### What is needed
Return every line of the listing below, unchanged, from its first line to the line holding "PartialEq, Eq, Serialize, Deserialize)]", that line included.
○ ○ ○ ○
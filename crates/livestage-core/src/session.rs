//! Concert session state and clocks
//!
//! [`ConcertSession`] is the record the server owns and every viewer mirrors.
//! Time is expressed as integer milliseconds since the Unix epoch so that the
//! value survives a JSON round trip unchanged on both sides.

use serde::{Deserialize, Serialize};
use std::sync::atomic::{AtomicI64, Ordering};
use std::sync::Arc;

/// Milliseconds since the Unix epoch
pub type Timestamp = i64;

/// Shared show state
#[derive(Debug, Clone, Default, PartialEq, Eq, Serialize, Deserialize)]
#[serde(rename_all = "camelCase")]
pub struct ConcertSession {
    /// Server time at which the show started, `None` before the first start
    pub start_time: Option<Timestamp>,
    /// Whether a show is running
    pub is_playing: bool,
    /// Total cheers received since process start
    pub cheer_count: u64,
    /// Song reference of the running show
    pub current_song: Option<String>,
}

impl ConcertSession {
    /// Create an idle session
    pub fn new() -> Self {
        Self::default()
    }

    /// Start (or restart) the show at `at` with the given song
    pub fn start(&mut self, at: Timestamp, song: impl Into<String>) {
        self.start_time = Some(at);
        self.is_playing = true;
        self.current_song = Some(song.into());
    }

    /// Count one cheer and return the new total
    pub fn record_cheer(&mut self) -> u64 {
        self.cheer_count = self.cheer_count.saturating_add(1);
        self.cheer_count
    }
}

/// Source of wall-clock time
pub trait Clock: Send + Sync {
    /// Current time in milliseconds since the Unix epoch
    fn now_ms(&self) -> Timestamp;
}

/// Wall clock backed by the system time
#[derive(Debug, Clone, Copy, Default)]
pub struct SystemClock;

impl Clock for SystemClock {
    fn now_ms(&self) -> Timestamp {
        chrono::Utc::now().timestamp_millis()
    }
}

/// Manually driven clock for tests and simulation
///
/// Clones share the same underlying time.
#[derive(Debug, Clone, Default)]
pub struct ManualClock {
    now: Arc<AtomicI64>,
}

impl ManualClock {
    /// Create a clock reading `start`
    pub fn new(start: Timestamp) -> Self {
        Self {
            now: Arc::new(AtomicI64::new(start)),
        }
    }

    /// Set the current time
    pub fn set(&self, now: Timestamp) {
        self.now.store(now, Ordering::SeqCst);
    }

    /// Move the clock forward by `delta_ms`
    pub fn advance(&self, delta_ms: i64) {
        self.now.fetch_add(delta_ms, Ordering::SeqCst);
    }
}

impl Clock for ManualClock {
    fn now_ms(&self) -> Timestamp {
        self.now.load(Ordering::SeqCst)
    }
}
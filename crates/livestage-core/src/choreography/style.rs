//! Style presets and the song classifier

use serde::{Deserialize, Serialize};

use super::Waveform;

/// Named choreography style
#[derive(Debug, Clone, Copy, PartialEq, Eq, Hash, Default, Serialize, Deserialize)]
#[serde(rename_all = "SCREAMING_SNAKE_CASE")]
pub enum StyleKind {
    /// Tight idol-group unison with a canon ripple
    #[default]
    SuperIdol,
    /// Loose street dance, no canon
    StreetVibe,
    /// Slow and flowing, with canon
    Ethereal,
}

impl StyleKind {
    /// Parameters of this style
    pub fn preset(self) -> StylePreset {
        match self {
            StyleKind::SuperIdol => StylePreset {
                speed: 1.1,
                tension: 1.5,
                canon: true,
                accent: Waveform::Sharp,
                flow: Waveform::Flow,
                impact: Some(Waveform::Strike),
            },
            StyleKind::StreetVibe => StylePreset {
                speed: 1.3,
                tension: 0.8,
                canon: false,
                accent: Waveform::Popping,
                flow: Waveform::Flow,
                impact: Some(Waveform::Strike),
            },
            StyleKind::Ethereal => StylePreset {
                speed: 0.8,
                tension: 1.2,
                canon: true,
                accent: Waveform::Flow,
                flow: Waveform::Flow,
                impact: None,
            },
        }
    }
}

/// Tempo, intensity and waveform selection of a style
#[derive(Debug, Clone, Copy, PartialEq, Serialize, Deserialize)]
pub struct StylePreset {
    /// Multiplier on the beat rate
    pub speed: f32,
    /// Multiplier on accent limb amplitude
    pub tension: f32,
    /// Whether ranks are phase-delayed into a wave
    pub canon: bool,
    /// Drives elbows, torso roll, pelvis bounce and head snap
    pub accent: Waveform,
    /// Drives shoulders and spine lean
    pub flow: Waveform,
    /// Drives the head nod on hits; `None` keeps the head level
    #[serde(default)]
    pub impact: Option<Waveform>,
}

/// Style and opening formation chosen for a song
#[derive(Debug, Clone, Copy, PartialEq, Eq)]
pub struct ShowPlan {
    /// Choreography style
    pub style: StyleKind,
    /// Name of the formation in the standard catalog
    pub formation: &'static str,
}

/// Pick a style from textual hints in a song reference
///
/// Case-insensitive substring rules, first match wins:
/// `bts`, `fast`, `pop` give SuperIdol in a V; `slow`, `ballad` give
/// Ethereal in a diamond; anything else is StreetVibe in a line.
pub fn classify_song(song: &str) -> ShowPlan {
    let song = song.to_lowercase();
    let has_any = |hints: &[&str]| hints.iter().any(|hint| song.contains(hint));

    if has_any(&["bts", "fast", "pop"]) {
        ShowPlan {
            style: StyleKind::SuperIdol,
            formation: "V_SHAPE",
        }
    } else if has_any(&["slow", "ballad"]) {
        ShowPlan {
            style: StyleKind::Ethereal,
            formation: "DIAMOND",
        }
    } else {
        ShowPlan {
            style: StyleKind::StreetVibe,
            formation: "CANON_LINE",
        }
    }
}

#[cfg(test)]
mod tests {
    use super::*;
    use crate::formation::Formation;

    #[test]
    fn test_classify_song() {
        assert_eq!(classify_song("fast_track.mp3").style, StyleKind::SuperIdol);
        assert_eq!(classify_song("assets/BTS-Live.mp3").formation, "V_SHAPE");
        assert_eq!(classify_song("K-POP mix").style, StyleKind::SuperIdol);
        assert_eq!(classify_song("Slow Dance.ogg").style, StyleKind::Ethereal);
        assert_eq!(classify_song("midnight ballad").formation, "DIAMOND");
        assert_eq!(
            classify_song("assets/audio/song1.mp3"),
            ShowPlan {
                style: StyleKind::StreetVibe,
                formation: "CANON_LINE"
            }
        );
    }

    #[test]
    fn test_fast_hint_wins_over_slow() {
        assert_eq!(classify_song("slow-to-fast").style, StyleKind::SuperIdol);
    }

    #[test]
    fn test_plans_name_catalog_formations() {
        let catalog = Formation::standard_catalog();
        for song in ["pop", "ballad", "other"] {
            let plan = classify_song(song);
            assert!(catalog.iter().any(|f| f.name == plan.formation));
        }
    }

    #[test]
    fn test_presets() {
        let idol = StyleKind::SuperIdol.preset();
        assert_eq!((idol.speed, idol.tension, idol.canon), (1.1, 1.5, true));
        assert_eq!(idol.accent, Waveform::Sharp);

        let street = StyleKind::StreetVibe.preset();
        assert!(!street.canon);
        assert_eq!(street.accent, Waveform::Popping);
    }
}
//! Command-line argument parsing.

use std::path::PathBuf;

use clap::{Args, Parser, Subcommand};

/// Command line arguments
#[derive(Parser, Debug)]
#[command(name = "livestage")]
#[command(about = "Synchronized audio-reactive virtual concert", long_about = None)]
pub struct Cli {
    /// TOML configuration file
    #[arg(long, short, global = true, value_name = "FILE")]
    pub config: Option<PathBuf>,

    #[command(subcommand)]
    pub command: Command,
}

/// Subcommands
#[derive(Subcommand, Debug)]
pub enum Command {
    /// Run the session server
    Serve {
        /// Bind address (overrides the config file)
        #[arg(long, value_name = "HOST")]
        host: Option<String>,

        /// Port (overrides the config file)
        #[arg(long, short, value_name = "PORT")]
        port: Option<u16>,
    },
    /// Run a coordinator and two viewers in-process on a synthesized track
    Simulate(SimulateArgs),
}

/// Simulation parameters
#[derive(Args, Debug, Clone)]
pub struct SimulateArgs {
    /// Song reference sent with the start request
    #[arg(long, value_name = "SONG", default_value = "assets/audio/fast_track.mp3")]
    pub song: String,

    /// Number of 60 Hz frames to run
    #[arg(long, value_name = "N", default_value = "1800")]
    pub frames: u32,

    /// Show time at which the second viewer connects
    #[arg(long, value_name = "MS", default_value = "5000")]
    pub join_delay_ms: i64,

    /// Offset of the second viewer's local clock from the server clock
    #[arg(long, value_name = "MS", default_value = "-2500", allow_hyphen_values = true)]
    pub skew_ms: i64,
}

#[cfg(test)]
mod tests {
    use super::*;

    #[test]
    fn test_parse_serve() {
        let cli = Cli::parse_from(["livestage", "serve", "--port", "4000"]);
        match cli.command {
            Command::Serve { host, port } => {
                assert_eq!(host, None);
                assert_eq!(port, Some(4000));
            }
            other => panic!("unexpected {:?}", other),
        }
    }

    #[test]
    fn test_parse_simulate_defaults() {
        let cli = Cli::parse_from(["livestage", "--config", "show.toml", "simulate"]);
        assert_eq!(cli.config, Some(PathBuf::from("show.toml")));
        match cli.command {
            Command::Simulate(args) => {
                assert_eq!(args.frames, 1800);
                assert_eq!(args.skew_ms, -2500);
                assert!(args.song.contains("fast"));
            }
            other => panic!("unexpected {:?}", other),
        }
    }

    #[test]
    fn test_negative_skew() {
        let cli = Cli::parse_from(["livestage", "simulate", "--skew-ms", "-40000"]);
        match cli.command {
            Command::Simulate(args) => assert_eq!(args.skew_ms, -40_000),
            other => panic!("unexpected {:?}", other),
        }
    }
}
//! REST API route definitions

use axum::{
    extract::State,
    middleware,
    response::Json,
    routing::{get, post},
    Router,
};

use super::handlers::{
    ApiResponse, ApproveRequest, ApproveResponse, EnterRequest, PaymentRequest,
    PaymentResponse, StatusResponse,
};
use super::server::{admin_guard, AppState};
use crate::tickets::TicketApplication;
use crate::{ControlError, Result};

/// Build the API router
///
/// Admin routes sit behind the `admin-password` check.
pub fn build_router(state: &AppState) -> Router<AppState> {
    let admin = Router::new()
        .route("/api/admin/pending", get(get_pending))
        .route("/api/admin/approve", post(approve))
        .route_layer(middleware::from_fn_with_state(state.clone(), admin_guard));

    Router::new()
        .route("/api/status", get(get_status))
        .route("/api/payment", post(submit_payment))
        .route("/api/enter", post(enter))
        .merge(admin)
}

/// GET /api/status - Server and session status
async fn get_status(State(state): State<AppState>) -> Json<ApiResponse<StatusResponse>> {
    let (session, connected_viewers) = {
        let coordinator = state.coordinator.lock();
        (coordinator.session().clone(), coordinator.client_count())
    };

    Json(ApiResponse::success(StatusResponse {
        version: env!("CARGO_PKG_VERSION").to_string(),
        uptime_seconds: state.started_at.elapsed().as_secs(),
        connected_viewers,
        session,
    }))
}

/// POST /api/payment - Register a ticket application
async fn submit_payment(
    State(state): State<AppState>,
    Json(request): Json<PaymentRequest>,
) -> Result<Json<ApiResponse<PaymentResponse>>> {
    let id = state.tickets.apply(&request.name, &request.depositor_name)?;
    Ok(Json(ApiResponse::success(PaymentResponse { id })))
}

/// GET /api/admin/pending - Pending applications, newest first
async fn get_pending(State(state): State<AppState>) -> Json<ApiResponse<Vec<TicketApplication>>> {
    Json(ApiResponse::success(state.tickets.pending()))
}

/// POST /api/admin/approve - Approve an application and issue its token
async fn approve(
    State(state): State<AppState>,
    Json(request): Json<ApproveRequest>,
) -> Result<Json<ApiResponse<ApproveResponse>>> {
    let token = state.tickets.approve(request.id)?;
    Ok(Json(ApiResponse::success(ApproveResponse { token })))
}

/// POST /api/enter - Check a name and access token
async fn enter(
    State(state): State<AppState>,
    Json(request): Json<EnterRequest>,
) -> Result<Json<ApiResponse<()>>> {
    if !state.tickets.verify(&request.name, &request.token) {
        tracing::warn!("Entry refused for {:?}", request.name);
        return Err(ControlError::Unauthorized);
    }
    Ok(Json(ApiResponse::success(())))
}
○ ○ ○ ○
### Task output
filename crates/livestage-core/src/session.rs
//! Concert session state and clocks
//!
//! [`ConcertSession`] is the record the server owns and every viewer mirrors.
//! Time is expressed as integer milliseconds since the Unix epoch so that the
//! value survives a JSON round trip unchanged on both sides.

use serde::{Deserialize, Serialize};
use std::sync::atomic::{AtomicI64, Ordering};
use std::sync::Arc;

/// Milliseconds since the Unix epoch
pub type Timestamp = i64;

/// Shared show state
#[derive(Debug, Clone, Default, PartialEq, Eq, Serialize, Deserialize)]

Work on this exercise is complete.